Now let’s finally turn this into a real time system and take care of the network delay at the same time. We do this by using a small sliding window of width three in which we can identify a local maximum by the fact that the middle value is the highest one. As our program is running and we get reports of events, we can move this window forward periodically. To ensure that we are not working on incomplete data, that is still missing event reports this window does not process the most currently available data, but data that lags behind the current time @t by at least some fixed @delay which consists of the maximum network delay andsome multiple of the @mean_time_error. Let’s assume we use 3 * @mean_time_error. Intuitively this means that for events reports that are not late by more than 3 * @mean_time_error, which has a probability of only 0.135 % according to the 68-95-99.7 rule their corresponding peak will not have already passed by as they slide into the time window and therefore will be interpreted correctly. In the rare cases where an event falls outside of this margin, It would produce an event with an incorrect timestamp. To prevent this we choose to drop those events in the receive method.

def receive(report)
  unless report < @t - @delay then
    @received_reports << report
  end
end

To slide our window along in real-time we introduce a tick-function which gets called periodically with a high enough frequency. The tick function advances the sliding window by @time_inc, lagging behind by our @delay, and outputs a merged event if the middle value in the sliding window is the maximum. Additionally we remove events which have become too old to play a role in our current calculations, so that our @received_reports list doesn’t get longer and longer. We use a Proc to report a merged event, you can find out about them here.

def tick()
  # advance window
  @prev_y = @curr_y
  @curr_y = @next_y
  @next_y =  StatisticsUtils.sum_of_normal_PDFs @received_reports,
                                                @mean_time_error,
                                                @t + @time_inc - @delay
  # output events
  if @prev_y < @curr_y && @curr_y > @next_y && @curr_y > @min_merge_peak then
    @send_merged.call(@t - @delay)
  end
  # remove old reports from list
  @received_reports.reject! do |rep_time|
    rep_time < @t - @delay - 3 * @mean_time_error
  end

  # advance time
  @t = @t + @time_inc
end

future work

origin aware merging

If we can be sure that one sensor does not report an event twice we could think of some extension to this scheme that considers this fact and does not blend together events from the same sensor. I’m not sure how this would look though.

hierarchical systems

There is a nice symmetry here of the base stations and the sensors having basically the same interface. So instead of connecting everything to one base station we could arrange them in a tree structure.

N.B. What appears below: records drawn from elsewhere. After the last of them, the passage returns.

use crate::models::freshness::{Annotated, DataSource};
use chrono::{DateTime, Utc};
use serde::{Deserialize, Serialize};
use uuid::Uuid;

#[derive(Serialize, Deserialize, Debug)]
pub struct ApiResponse<T> {
    pub success: bool,
    pub data: T,
    pub timestamp: DateTime<Utc>,
    pub cache_hit: bool,
    pub data_source: String,
    pub request_id: String,
}

impl<T: Annotated> ApiResponse<T> {
    pub fn from_report(data: T, data_source: impl Into<String>) -> Self {
        let cache_hit = data.freshness().data_source == DataSource::Cached;
        Self {
            success: true,
            data,
            timestamp: Utc::now(),
            cache_hit,
            data_source: data_source.into(),
            request_id: Uuid::new_v4().to_string(),
        }
    }
}

#[derive(Serialize, Deserialize, Debug)]
pub struct ChainHealth {
    pub chain: String,
    pub provider_ok: bool,
}

#[derive(Serialize, Deserialize, Debug)]
pub struct HealthStatus {
    pub status: String,
    pub version: String,
    pub chains: Vec<ChainHealth>,
    pub uptime_seconds: u64,
    pub timestamp: DateTime<Utc>,
}

#[derive(Serialize, Deserialize, Debug)]
pub struct Stats {
    pub total_requests: u64,
    pub estimate_requests: u64,
    pub forecast_requests: u64,
    pub congestion_requests: u64,
    pub failed_requests: u64,
    pub cache_hit_rate: f64,
    pub avg_response_time_ms: f64,
    pub uptime_seconds: u64,
}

replace sliding time window with clever mathematics

I’m pretty sure there must be some analytical way to find the peaks in our function without using a sliding window. This would make this method a lot more efficient, we could probably only do some calculation each time we receive new inputs and get rid of the tick function.

multidimensional

If we have some mathematical way of finding those peaks we could use other dimensions in addition to the time dimension as a criterion to merge events.